Exercise: Count the lines below containing "filter". Number only.
==========
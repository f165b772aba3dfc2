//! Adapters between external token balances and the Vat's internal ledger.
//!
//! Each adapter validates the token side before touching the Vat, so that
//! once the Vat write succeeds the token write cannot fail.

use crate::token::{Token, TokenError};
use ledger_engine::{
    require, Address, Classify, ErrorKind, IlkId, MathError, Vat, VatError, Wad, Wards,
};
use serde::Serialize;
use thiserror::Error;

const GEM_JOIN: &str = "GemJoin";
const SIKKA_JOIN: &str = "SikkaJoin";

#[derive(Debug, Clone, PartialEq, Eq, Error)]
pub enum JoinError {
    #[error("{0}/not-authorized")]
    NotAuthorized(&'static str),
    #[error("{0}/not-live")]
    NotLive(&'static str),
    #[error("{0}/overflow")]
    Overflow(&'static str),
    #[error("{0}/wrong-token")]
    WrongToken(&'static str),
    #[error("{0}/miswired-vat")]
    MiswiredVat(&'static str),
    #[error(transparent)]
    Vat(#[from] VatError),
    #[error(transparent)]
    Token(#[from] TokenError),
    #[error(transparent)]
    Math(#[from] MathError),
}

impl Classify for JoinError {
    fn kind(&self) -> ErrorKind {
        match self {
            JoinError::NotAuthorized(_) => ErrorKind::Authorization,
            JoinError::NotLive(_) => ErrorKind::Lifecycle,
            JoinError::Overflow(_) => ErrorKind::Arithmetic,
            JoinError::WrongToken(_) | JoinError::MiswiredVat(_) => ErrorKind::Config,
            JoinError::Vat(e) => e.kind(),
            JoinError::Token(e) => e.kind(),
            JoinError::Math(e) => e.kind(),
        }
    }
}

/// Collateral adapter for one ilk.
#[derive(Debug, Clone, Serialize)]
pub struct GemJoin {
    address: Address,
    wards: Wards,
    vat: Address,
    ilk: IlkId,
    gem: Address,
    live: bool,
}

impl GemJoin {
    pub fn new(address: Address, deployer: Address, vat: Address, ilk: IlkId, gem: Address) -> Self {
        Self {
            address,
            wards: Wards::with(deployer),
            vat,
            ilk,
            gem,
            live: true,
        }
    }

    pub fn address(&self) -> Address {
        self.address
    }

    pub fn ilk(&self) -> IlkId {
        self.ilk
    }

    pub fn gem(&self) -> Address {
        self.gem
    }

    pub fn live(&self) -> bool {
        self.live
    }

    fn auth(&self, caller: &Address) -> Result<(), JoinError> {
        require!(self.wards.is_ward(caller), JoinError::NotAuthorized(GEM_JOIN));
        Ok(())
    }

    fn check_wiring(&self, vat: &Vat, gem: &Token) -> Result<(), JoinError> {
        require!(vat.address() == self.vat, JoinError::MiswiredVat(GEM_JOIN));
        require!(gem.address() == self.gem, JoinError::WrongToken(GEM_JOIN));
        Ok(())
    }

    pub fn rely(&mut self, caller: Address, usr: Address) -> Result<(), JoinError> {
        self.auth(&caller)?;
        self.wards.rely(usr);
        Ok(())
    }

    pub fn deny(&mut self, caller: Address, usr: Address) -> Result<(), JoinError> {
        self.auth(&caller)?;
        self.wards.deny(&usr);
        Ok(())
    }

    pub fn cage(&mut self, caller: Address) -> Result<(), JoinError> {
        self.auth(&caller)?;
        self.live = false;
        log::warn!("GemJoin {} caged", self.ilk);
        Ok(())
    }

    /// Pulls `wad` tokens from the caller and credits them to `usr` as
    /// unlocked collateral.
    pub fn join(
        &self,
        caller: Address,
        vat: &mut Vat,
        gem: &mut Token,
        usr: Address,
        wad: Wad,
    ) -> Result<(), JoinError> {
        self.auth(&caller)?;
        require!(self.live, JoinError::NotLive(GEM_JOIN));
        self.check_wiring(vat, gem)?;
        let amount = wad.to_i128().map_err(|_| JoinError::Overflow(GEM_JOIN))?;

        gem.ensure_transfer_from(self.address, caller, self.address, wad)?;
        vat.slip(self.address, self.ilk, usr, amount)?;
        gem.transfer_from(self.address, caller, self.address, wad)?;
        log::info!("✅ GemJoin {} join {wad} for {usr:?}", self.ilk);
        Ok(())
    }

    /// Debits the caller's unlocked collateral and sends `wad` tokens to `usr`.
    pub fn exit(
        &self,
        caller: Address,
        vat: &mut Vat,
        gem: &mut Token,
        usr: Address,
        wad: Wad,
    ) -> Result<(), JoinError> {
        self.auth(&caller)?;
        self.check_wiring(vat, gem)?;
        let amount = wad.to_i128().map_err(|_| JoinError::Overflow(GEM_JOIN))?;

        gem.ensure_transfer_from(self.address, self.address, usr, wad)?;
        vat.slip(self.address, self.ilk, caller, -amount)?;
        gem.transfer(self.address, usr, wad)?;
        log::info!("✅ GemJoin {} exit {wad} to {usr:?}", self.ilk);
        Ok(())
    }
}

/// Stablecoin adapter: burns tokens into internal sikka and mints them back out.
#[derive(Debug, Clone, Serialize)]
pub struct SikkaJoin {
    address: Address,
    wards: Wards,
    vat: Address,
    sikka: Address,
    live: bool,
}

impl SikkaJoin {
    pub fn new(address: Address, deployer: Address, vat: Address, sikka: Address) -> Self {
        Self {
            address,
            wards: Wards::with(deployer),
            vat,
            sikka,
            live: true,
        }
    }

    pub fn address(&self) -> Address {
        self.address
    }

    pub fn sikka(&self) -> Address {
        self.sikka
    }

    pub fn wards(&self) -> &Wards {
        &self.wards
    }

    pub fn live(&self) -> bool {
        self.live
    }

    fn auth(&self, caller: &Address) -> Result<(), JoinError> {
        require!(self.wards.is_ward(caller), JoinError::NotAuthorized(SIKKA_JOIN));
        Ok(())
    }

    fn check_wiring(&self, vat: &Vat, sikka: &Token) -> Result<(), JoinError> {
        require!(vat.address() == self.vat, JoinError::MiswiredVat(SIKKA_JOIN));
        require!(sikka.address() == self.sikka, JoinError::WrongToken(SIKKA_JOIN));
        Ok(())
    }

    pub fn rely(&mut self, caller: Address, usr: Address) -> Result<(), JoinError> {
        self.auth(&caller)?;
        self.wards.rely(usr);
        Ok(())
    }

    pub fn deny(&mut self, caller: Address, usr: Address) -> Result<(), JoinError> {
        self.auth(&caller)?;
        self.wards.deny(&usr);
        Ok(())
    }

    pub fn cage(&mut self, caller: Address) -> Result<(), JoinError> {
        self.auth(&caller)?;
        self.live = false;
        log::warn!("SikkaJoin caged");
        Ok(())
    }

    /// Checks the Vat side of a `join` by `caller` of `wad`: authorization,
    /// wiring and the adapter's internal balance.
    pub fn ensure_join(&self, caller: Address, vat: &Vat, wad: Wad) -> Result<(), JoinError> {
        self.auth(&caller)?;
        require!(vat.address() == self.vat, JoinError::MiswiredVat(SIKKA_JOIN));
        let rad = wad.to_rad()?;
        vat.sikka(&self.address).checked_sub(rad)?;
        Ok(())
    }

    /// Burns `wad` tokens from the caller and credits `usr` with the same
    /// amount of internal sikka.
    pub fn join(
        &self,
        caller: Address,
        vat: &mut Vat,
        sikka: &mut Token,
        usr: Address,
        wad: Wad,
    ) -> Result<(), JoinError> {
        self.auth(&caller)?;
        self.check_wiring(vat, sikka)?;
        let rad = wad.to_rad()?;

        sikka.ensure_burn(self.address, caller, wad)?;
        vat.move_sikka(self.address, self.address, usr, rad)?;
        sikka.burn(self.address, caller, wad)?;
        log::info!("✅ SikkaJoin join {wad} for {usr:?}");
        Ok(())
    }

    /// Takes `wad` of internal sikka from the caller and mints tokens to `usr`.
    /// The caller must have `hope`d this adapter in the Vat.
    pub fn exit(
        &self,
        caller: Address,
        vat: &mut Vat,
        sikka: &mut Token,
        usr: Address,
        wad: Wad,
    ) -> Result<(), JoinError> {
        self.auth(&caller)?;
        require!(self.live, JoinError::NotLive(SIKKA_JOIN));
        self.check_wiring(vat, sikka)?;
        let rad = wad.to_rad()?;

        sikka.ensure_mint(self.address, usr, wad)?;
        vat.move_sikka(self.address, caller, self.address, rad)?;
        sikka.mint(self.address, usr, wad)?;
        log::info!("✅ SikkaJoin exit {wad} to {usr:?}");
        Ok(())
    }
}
==========
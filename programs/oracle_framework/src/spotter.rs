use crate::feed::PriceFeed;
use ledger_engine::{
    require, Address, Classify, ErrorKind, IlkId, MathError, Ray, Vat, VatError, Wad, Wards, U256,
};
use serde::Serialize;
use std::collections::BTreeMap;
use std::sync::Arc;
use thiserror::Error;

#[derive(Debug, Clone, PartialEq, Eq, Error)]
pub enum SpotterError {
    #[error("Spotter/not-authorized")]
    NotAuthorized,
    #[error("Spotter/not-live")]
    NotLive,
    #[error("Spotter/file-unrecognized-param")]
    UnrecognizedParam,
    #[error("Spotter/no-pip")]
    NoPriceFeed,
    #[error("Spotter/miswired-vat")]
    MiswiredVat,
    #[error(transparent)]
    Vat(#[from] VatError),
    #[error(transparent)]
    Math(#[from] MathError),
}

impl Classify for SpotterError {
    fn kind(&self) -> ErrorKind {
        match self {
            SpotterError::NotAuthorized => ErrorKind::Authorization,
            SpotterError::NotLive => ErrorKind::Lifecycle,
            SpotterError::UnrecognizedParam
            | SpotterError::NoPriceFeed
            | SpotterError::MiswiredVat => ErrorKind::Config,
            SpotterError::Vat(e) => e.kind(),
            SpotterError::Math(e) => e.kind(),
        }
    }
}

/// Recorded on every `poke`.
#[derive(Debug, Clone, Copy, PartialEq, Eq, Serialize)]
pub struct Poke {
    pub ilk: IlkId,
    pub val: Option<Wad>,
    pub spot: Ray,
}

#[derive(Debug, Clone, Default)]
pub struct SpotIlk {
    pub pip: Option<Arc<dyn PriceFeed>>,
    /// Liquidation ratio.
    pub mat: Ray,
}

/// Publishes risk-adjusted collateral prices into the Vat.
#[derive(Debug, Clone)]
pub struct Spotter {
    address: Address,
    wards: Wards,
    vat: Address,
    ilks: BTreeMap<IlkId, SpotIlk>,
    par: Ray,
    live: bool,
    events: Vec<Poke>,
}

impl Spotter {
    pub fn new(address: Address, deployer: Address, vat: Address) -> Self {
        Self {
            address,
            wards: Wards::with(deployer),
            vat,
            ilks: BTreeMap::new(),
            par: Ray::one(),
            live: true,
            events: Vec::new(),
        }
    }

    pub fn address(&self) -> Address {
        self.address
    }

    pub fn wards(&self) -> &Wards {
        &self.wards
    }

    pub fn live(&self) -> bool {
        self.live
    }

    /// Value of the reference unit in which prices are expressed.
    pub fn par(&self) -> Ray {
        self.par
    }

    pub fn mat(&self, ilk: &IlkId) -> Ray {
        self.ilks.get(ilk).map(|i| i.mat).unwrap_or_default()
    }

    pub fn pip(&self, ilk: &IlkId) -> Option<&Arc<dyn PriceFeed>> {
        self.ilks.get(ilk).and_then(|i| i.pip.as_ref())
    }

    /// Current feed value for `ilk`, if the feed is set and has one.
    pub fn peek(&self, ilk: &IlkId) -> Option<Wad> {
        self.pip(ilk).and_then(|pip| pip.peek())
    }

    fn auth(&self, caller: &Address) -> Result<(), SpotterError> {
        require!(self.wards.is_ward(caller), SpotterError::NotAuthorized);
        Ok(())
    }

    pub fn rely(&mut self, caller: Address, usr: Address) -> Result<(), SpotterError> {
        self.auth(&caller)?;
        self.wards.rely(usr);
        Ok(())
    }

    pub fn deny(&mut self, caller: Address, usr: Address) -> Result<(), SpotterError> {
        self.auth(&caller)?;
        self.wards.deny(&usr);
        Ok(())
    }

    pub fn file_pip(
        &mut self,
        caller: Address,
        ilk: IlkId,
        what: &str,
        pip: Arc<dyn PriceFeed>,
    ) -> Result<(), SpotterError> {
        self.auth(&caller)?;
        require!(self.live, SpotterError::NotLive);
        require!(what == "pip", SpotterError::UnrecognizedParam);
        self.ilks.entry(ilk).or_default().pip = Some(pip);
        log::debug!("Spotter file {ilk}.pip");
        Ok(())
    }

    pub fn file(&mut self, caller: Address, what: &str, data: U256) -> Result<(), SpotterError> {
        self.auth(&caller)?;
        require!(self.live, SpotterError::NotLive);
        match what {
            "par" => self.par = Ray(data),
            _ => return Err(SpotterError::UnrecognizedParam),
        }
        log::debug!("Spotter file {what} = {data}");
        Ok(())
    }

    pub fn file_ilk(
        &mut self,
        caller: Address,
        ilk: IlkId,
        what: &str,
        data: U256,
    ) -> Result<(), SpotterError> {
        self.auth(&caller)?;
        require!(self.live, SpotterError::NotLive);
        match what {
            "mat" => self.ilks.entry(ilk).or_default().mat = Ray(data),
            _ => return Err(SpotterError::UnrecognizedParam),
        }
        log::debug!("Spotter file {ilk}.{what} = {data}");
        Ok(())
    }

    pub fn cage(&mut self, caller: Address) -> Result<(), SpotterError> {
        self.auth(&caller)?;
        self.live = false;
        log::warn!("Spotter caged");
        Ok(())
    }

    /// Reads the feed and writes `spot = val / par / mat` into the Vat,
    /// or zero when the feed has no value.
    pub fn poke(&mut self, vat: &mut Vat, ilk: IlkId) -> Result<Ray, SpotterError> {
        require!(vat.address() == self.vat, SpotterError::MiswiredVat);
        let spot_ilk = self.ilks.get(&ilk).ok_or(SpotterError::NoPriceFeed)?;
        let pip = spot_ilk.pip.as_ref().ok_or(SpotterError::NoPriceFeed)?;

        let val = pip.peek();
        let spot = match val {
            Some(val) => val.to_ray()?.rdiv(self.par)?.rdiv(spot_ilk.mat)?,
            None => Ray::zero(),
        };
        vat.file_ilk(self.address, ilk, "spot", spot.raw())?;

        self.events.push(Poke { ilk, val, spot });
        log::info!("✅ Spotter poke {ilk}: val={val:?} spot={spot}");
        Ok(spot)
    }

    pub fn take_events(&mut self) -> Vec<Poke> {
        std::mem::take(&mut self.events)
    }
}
==========
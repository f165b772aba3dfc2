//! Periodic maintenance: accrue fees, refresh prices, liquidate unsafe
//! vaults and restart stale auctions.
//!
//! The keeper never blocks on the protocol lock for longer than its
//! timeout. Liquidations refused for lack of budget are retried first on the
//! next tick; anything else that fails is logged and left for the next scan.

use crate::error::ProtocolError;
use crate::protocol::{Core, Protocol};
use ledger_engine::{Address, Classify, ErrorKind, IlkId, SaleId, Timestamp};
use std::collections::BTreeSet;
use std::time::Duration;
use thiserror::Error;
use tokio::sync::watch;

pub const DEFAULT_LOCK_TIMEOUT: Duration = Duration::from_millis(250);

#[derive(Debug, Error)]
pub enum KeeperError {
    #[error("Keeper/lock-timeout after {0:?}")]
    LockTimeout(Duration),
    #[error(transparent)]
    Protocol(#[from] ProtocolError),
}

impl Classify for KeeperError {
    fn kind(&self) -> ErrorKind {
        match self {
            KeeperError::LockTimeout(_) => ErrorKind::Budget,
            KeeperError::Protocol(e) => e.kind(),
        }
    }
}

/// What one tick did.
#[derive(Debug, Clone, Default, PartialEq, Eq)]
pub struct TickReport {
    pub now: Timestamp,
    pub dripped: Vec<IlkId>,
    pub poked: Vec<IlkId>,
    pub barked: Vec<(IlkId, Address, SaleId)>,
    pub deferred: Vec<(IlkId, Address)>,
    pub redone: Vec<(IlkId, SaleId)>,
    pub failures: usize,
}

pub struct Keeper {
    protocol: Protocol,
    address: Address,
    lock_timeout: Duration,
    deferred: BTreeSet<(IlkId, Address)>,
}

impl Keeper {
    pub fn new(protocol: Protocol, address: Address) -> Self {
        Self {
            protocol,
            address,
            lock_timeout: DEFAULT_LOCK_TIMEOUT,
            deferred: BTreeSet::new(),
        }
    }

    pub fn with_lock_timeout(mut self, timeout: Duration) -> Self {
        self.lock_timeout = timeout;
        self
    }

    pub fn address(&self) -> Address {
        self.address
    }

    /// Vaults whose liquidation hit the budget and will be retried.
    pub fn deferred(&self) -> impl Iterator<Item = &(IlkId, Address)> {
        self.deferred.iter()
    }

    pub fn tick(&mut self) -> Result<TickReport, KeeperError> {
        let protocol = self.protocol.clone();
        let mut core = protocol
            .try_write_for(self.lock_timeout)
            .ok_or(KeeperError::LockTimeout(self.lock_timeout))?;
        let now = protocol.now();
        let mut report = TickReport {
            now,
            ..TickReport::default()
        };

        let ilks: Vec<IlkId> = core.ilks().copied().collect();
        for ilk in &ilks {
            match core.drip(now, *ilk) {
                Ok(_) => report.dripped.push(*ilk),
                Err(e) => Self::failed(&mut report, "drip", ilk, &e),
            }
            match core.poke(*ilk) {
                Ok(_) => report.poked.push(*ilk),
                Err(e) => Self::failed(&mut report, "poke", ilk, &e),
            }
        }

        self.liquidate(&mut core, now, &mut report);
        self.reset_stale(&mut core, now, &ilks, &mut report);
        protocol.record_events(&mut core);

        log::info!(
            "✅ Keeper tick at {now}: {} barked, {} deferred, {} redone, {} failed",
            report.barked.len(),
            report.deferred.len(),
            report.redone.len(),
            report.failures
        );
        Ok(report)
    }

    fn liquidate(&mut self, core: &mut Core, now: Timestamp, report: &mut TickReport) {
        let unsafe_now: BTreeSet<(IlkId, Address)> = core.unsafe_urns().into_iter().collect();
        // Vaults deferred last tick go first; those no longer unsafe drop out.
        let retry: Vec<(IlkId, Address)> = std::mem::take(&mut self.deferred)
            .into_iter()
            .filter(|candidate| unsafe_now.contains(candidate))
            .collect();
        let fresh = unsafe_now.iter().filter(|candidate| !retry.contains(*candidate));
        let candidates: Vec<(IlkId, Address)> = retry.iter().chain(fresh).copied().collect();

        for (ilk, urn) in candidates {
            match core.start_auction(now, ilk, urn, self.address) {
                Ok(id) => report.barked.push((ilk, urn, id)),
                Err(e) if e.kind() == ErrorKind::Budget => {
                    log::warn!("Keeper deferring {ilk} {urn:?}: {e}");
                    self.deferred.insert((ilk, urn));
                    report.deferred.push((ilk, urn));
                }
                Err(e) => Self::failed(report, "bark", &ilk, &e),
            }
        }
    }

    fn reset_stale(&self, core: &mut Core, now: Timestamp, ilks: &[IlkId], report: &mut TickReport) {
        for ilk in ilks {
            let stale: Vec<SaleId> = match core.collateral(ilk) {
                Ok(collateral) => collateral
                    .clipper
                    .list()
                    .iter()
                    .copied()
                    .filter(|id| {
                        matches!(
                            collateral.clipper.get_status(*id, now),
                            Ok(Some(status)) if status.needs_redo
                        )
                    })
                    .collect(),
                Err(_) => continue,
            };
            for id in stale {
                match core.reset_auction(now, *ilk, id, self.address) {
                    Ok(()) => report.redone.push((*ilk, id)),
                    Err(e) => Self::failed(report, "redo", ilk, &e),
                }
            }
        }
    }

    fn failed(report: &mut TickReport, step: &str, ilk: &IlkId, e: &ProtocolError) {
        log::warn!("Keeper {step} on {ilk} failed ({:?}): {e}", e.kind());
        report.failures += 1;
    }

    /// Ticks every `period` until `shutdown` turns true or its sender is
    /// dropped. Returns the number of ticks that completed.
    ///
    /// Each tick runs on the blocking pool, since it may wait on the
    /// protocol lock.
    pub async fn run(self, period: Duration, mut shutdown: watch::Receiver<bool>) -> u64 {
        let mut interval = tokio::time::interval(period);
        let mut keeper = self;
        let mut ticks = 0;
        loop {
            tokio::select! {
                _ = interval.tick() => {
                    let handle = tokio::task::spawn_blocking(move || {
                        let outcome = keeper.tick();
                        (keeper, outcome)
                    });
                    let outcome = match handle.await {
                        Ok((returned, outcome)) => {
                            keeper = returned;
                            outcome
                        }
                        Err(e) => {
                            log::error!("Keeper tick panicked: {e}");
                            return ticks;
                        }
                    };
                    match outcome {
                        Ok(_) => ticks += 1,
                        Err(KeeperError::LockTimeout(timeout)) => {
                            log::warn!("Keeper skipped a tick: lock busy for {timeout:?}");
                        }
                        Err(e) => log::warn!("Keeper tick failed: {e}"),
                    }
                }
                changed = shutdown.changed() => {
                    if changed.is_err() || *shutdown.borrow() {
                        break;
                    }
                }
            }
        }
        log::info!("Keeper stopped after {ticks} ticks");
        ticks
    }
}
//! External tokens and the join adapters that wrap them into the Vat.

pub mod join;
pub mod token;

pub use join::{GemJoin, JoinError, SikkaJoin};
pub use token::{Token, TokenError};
==========
Task response: 3